PROVIDED ENTRIES START

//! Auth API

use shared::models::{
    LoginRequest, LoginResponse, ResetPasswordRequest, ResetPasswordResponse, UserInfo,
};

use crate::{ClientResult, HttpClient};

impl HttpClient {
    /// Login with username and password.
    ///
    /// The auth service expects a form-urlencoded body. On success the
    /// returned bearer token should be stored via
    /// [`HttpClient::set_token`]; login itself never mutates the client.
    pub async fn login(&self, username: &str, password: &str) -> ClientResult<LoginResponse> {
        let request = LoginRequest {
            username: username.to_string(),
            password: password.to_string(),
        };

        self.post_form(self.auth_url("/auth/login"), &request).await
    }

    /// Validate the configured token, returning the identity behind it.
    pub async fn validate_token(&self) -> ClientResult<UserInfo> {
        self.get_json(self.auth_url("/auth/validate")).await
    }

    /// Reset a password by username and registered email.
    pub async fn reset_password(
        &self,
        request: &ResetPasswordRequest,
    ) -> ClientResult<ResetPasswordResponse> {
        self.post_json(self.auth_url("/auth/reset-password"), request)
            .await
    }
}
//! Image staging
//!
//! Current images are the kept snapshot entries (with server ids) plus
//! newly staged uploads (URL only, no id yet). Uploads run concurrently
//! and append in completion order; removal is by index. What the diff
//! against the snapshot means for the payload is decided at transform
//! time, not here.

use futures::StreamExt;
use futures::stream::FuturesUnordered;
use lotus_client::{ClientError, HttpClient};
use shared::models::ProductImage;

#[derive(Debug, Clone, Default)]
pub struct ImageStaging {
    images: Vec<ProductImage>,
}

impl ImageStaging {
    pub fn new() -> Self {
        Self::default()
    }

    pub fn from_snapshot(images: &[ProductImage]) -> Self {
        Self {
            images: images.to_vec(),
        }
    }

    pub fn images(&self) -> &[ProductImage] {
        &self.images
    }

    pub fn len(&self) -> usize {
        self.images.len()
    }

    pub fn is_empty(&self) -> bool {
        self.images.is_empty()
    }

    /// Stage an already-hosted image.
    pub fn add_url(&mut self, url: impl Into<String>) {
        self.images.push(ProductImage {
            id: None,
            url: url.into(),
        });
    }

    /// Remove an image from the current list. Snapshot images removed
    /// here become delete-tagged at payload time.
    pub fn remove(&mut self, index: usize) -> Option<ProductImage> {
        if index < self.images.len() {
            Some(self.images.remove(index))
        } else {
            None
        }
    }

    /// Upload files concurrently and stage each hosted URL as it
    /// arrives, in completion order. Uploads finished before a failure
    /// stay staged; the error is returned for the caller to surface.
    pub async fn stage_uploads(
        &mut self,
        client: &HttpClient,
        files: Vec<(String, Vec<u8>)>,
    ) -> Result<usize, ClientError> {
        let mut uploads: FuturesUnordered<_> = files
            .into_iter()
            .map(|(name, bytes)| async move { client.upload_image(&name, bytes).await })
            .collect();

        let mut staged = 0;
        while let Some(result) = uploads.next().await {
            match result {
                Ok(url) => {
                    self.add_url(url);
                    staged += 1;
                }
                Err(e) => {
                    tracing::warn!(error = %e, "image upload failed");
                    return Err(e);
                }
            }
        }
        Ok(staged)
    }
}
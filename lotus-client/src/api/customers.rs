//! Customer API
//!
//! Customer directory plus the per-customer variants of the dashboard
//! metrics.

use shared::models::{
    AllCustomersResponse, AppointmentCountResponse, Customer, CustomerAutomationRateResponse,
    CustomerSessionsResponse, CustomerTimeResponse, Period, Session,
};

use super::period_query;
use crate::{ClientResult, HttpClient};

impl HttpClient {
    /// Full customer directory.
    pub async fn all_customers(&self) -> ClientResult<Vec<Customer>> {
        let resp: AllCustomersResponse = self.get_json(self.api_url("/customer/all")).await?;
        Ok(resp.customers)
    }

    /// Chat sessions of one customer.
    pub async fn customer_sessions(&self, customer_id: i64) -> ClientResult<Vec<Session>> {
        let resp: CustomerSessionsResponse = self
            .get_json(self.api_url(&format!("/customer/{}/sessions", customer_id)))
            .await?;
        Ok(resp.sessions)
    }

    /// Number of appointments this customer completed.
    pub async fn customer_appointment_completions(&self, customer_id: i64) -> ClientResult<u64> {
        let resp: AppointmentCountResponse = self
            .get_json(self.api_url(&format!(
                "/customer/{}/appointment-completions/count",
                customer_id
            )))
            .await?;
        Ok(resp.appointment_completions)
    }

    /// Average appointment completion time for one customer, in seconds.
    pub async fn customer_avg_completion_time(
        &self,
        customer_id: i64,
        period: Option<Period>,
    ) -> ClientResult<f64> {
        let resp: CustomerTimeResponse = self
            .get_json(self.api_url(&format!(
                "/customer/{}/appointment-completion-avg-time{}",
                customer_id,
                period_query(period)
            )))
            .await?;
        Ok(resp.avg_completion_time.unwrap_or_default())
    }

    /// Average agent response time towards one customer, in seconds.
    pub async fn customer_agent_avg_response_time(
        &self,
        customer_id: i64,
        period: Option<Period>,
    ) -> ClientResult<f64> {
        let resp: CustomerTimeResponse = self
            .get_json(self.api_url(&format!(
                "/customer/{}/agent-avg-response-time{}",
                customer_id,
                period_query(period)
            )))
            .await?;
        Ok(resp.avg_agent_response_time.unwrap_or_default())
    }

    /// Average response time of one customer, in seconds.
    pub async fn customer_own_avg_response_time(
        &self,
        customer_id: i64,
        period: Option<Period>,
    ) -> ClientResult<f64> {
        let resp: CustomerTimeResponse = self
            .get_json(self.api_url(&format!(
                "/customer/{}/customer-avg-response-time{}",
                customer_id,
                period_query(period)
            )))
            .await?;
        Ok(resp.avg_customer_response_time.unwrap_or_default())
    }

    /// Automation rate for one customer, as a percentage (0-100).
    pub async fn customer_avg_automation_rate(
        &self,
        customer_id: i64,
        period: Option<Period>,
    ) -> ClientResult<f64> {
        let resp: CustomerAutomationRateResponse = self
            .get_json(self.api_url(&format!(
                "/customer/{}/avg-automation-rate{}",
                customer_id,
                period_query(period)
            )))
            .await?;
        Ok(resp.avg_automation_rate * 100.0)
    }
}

PROVIDED ENTRIES END
PROVIDED ENTRIES START

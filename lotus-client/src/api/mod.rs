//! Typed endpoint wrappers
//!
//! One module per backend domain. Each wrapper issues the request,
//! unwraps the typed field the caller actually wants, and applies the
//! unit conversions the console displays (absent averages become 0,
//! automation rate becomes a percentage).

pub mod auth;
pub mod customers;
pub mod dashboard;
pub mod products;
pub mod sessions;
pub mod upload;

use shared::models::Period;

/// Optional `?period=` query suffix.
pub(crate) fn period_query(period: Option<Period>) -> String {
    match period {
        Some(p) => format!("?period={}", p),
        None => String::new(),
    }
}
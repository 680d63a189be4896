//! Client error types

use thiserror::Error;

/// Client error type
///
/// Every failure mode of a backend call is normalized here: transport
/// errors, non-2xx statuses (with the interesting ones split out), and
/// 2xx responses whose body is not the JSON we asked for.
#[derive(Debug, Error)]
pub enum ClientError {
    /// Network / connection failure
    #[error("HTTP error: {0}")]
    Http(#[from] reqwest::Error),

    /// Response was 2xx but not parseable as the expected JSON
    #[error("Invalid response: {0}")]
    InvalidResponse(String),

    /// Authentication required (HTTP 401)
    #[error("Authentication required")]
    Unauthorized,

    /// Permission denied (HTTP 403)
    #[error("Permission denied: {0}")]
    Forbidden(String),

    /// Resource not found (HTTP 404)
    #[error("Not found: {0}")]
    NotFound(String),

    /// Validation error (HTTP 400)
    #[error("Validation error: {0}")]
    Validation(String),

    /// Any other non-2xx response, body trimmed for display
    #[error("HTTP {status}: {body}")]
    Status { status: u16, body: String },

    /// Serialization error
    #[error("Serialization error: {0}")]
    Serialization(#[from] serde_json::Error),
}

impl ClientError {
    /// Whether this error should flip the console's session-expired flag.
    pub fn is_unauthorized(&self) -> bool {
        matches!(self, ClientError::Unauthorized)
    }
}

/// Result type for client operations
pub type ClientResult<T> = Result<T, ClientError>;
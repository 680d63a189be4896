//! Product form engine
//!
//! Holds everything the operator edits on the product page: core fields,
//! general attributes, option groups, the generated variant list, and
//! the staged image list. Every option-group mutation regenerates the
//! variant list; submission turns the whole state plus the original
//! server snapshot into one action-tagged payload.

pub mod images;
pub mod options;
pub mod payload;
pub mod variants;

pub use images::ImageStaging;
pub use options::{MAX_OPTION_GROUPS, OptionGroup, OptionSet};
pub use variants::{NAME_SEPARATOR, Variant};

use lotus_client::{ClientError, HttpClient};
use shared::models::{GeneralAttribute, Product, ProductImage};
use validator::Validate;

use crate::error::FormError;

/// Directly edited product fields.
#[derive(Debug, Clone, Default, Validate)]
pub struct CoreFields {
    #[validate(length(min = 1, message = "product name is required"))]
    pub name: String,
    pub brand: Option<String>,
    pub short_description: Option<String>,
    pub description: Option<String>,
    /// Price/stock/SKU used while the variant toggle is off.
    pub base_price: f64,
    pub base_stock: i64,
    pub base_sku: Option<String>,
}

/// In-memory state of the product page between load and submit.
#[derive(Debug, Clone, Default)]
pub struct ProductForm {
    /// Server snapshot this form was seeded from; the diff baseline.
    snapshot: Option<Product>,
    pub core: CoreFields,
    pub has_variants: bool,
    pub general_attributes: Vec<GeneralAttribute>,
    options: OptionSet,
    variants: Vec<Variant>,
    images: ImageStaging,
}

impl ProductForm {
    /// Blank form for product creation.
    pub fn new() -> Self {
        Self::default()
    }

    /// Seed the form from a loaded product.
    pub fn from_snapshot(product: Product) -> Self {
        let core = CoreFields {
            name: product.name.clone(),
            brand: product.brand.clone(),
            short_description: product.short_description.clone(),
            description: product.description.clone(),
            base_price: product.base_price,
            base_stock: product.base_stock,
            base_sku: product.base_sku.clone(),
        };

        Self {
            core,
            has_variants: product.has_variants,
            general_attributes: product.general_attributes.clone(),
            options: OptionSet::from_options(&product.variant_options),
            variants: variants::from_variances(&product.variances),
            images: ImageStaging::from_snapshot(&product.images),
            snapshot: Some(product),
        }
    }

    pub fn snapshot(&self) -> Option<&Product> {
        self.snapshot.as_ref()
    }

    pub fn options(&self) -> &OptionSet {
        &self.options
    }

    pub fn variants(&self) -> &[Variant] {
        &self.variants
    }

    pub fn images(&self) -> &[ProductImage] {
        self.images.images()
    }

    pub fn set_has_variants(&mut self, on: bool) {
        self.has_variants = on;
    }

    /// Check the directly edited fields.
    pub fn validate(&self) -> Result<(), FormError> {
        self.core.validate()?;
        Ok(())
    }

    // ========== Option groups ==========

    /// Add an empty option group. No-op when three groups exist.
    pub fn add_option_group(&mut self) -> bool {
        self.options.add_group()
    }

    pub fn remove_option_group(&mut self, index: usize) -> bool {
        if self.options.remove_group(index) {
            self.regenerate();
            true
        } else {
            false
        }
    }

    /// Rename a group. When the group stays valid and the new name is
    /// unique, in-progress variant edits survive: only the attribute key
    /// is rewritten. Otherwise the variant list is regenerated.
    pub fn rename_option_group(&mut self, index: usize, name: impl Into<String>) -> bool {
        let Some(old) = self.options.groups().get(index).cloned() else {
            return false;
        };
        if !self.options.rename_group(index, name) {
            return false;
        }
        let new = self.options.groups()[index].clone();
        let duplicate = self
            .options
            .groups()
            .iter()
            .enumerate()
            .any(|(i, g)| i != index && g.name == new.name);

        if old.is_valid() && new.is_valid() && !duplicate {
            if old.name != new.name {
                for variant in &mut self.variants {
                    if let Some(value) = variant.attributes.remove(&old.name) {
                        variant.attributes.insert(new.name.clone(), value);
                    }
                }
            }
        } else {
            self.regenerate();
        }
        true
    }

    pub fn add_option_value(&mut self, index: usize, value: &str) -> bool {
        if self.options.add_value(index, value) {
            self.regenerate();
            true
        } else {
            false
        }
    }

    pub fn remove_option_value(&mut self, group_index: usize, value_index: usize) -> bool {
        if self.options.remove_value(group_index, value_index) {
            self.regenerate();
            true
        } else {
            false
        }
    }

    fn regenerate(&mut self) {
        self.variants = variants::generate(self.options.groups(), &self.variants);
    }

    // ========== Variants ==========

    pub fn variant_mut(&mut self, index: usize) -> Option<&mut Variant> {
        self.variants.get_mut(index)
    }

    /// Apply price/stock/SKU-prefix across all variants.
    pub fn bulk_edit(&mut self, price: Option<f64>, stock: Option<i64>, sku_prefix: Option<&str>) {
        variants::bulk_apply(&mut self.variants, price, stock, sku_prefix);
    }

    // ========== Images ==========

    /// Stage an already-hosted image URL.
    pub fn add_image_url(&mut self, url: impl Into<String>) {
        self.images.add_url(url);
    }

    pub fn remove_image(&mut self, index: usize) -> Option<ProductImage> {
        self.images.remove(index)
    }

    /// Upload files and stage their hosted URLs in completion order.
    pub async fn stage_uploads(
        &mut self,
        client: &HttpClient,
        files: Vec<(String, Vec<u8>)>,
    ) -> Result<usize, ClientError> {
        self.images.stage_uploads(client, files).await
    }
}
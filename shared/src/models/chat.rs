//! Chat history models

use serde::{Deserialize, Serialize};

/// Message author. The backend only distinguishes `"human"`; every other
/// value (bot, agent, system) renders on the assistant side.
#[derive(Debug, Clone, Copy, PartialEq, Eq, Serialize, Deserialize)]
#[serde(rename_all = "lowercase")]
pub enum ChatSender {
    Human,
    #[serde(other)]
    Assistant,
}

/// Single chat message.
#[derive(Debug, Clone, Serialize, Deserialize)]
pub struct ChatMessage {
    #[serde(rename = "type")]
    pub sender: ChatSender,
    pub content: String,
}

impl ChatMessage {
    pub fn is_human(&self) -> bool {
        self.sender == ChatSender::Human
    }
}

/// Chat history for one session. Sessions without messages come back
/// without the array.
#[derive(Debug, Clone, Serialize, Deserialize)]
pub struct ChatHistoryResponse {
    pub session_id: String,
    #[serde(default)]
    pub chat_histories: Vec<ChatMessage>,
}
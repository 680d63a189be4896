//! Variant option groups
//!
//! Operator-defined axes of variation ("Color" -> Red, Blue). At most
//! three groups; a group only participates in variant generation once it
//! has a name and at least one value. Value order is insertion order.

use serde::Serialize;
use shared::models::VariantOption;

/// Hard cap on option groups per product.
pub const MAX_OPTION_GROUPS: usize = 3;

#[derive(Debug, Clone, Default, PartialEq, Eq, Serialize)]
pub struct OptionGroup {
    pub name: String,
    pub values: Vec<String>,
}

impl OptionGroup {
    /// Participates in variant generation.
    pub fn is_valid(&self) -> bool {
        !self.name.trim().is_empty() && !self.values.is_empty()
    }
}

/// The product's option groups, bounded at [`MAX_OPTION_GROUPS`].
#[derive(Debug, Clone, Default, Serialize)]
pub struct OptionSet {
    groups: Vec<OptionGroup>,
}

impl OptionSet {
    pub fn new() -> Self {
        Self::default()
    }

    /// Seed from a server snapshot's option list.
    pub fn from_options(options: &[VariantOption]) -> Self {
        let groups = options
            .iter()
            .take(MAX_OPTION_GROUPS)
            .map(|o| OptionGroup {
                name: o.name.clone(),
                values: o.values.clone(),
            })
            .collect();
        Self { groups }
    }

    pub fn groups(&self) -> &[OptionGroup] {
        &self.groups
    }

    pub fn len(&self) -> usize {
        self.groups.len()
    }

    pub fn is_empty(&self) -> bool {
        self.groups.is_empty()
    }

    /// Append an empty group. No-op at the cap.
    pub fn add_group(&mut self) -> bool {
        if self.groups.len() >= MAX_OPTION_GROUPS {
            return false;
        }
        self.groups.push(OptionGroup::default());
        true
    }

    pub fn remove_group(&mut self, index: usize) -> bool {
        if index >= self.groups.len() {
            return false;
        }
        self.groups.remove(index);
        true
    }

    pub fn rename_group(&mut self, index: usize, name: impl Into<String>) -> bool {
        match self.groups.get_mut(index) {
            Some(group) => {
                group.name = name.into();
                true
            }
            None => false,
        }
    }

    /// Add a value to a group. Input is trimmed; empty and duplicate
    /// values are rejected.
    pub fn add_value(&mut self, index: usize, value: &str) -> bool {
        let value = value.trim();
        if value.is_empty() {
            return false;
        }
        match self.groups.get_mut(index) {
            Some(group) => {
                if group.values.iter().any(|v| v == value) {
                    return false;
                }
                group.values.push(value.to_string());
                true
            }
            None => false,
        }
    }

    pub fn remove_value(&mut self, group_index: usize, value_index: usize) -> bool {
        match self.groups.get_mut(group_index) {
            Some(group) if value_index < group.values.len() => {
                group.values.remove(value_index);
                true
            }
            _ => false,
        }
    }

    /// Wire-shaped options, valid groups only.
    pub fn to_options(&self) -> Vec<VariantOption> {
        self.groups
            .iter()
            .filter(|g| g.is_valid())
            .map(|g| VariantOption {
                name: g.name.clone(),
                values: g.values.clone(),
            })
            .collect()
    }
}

PROVIDED ENTRIES END
PROVIDED ENTRIES START

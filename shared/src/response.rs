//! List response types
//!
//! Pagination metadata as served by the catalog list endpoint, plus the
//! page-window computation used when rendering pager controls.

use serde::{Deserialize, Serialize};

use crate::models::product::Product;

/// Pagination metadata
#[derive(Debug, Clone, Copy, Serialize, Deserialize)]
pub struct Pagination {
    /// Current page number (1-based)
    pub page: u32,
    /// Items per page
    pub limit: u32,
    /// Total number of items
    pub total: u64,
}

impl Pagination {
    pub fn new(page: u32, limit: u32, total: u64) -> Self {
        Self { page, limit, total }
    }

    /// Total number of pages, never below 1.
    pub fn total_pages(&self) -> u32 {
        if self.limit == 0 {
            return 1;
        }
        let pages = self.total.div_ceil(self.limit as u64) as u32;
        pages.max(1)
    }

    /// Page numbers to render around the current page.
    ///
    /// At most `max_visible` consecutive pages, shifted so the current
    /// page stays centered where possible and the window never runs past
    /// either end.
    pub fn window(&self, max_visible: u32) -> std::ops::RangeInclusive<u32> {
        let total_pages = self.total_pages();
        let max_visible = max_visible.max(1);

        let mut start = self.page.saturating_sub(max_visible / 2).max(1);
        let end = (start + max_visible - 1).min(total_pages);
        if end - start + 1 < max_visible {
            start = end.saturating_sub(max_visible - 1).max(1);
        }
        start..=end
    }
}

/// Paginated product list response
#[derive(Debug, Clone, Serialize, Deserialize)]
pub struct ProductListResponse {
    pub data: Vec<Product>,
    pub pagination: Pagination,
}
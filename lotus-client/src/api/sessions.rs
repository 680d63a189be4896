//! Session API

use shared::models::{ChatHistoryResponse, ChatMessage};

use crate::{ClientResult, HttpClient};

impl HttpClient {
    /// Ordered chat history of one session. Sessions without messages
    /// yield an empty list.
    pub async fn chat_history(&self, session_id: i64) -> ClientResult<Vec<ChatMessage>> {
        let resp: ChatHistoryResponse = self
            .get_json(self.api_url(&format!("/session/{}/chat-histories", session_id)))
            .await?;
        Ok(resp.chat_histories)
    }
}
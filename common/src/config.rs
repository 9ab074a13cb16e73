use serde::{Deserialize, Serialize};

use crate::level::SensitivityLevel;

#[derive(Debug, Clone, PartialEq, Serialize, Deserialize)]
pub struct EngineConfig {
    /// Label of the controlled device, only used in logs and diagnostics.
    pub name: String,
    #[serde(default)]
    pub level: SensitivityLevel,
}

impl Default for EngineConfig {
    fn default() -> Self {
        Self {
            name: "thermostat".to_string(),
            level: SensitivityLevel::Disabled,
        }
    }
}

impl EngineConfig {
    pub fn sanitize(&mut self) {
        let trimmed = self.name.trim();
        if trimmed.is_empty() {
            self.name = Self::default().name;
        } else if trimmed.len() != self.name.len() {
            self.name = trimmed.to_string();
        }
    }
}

PROVIDED ENTRIES END

## WHAT NEEDS TO BE DONE
Look back at the entries above. Retype the line with "pub mod upload;", the line with "pub mod variants;", and all lines in between.

## ANSWER BOX
pub mod upload;

use shared::models::Period;

/// Optional `?period=` query suffix.
pub(crate) fn period_query(period: Option<Period>) -> String {
    match period {
        Some(p) => format!("?period={}", p),
        None => String::new(),
    }
}
repository 680d63a189be4896
//! Client error types

use thiserror::Error;

/// Client error type
///
/// Every failure mode of a backend call is normalized here: transport
/// errors, non-2xx statuses (with the interesting ones split out), and
/// 2xx responses whose body is not the JSON we asked for.
#[derive(Debug, Error)]
pub enum ClientError {
    /// Network / connection failure
    #[error("HTTP error: {0}")]
    Http(#[from] reqwest::Error),

    /// Response was 2xx but not parseable as the expected JSON
    #[error("Invalid response: {0}")]
    InvalidResponse(String),

    /// Authentication required (HTTP 401)
    #[error("Authentication required")]
    Unauthorized,

    /// Permission denied (HTTP 403)
    #[error("Permission denied: {0}")]
    Forbidden(String),

    /// Resource not found (HTTP 404)
    #[error("Not found: {0}")]
    NotFound(String),

    /// Validation error (HTTP 400)
    #[error("Validation error: {0}")]
    Validation(String),

    /// Any other non-2xx response, body trimmed for display
    #[error("HTTP {status}: {body}")]
    Status { status: u16, body: String },

    /// Serialization error
    #[error("Serialization error: {0}")]
    Serialization(#[from] serde_json::Error),
}

impl ClientError {
    /// Whether this error should flip the console's session-expired flag.
    pub fn is_unauthorized(&self) -> bool {
        matches!(self, ClientError::Unauthorized)
    }
}

/// Result type for client operations
pub type ClientResult<T> = Result<T, ClientError>;
repository 680d63a189be4896
//! Product form engine
//!
//! Holds everything the operator edits on the product page: core fields,
//! general attributes, option groups, the generated variant list, and
//! the staged image list. Every option-group mutation regenerates the
//! variant list; submission turns the whole state plus the original
//! server snapshot into one action-tagged payload.

pub mod images;
pub mod options;
pub mod payload;
pub mod variants;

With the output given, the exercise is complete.